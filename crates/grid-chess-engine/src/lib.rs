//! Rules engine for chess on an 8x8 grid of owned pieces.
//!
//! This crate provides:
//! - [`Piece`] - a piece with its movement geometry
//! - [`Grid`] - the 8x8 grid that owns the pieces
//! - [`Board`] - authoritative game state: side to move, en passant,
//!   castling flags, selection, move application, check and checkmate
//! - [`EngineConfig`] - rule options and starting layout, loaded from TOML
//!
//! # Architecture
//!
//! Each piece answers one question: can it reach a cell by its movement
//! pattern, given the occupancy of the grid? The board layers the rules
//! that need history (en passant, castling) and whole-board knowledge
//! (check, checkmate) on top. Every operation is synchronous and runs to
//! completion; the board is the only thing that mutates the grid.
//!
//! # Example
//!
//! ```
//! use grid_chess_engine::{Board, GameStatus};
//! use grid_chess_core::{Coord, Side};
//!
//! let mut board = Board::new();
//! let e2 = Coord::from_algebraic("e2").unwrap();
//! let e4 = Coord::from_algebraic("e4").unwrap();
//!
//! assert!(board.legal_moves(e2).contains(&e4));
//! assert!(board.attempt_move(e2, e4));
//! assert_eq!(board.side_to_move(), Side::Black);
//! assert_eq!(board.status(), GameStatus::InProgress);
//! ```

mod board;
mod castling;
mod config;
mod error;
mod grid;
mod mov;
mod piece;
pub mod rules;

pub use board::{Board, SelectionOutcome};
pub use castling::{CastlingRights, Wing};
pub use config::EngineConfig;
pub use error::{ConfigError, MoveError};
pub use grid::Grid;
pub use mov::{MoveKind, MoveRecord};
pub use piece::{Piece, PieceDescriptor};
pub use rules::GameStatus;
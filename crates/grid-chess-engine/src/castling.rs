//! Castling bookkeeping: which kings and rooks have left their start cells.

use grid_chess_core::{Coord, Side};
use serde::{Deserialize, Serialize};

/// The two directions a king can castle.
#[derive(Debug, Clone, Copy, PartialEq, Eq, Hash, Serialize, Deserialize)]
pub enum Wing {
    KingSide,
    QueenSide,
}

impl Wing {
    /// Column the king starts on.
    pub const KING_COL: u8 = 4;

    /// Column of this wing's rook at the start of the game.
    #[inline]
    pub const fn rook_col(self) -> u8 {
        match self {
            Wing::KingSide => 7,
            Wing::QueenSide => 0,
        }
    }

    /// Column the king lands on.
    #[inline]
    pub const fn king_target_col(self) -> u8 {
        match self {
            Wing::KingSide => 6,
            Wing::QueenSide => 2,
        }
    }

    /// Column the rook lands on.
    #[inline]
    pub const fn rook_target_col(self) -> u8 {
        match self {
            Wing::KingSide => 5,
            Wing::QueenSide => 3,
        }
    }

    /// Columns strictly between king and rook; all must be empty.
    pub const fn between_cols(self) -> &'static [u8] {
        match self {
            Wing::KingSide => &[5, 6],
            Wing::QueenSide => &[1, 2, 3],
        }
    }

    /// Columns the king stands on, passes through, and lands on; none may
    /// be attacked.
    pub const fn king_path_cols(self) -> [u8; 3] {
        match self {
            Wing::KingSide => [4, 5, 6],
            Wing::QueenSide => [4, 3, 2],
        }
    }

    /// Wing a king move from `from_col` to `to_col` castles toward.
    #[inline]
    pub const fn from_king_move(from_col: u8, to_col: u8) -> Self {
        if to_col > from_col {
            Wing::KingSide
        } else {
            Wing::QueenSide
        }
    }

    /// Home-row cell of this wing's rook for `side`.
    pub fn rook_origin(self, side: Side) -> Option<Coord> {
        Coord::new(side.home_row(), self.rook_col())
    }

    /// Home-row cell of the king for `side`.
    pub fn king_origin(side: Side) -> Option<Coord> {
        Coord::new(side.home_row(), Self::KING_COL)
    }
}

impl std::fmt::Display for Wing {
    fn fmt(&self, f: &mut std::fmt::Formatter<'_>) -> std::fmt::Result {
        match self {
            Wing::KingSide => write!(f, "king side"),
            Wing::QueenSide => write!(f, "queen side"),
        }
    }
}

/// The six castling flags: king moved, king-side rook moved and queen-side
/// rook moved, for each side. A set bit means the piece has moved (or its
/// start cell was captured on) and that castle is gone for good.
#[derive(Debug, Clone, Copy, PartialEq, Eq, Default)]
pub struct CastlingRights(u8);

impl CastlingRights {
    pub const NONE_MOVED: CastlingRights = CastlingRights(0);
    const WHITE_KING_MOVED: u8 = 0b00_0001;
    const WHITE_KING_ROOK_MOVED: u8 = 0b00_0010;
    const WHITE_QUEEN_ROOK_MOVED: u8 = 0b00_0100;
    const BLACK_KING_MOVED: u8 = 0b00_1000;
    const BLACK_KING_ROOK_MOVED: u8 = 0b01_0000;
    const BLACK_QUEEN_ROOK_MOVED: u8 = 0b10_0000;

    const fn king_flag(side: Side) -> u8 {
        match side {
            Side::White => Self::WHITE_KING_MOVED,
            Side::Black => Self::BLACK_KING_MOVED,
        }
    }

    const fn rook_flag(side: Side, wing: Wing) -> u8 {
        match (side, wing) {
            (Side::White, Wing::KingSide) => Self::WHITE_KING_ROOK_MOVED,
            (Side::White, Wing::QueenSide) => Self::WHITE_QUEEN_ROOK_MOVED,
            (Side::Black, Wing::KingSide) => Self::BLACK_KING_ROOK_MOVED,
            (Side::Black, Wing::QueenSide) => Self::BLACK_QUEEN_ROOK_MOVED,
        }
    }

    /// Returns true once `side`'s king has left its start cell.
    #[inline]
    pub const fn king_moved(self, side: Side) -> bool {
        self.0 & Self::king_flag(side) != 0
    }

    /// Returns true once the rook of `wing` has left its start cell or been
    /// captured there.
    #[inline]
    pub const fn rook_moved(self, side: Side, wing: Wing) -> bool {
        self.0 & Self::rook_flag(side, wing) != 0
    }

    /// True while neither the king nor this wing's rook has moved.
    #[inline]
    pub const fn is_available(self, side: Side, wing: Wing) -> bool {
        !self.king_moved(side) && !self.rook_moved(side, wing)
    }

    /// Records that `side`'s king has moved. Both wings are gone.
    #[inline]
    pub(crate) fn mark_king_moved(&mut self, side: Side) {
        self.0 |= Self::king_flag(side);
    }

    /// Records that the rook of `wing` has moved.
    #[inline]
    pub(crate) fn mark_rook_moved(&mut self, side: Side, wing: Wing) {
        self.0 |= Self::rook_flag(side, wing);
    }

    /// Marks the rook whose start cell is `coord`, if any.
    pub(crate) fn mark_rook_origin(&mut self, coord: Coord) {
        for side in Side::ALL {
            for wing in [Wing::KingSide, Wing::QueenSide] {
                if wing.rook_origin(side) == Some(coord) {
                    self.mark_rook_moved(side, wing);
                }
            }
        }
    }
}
__________
#### [TASK DESCRIPTION]
If a line in the listing has "impl" in it, report that line.

#### [WRITTEN ANSWER]
impl Wing {
impl std::fmt::Display for Wing {
impl CastlingRights {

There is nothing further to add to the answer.